Lassa is a viral haemorrhagic fever transmitted to humans via contact with food or any item contaminated with the urine, saliva faeces, and blood of the mastomys. The incubation period is 6-21 days. A early treatment with Ribavarine could help survival. The fever has no particular symptoms, just usual fever signs, general weakness, and malaise at the early onset. Few days after infection, victims feel muscle and chest pain, vomiting, headache, sore throat, diarrhea, abdominal pain. Severe cases show facial swelling, bleeding from mouth, nose, vagina or gastrointestinal tract, low blood pressure. Shock, seizures, disorientation, and coma appear in the late steps.

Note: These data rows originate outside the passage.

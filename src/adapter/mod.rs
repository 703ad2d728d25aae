//! Adapters connecting the service to the outside world.
//!
//! - [`inbound`] - Command line entry points
//! - [`outbound`] - Snapshot and summary file implementations of the ports

pub mod inbound;
pub mod outbound;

Complications progress to deafness, transient hair loss and gait disturbance. About 80 % of Lassa Fever infections are mild or asymptomatic. The mastomys are numerous and reproduce rapidly in the dirty places, in the western, eastern, central forests of Africa. They easily invade houses and spaces where foods are stocked. Some countries, Côte-d’Ivoire for example are not already touched but the risk is real.

To prevent the outbreak of Lassa fever in Ghana, the Tema Metropolitan Assembly (TMA) said few days ago it has gotten rid of 80 per cent rats, from the community one market, considering that the important flux of goods and people in the sea port require specific attention. Solomon Noi, Head of Waste Management at the TMA, responding to Class News said TMA took stringent measures to ensure Ghana avoid being attacked by LF. In Nigeria, selling rat killing products become very good business. The Nigeria Health Minister said “ Nigeria has dealt with Ebola in 2014, the country reacted strongly and the response was acknowledged by the International community. The success against Ebola created a situation whereby other public health challenge in Nigeria to be a tea party”.

People shall protect correctly their foods and call a health center when they suspect someone to be affected. Houses shall be very clean to keep the rodents far. Waste packages shall be sent far from houses. A person contaminated shall be strictly isolated. Some researchs are looking for a vaccine.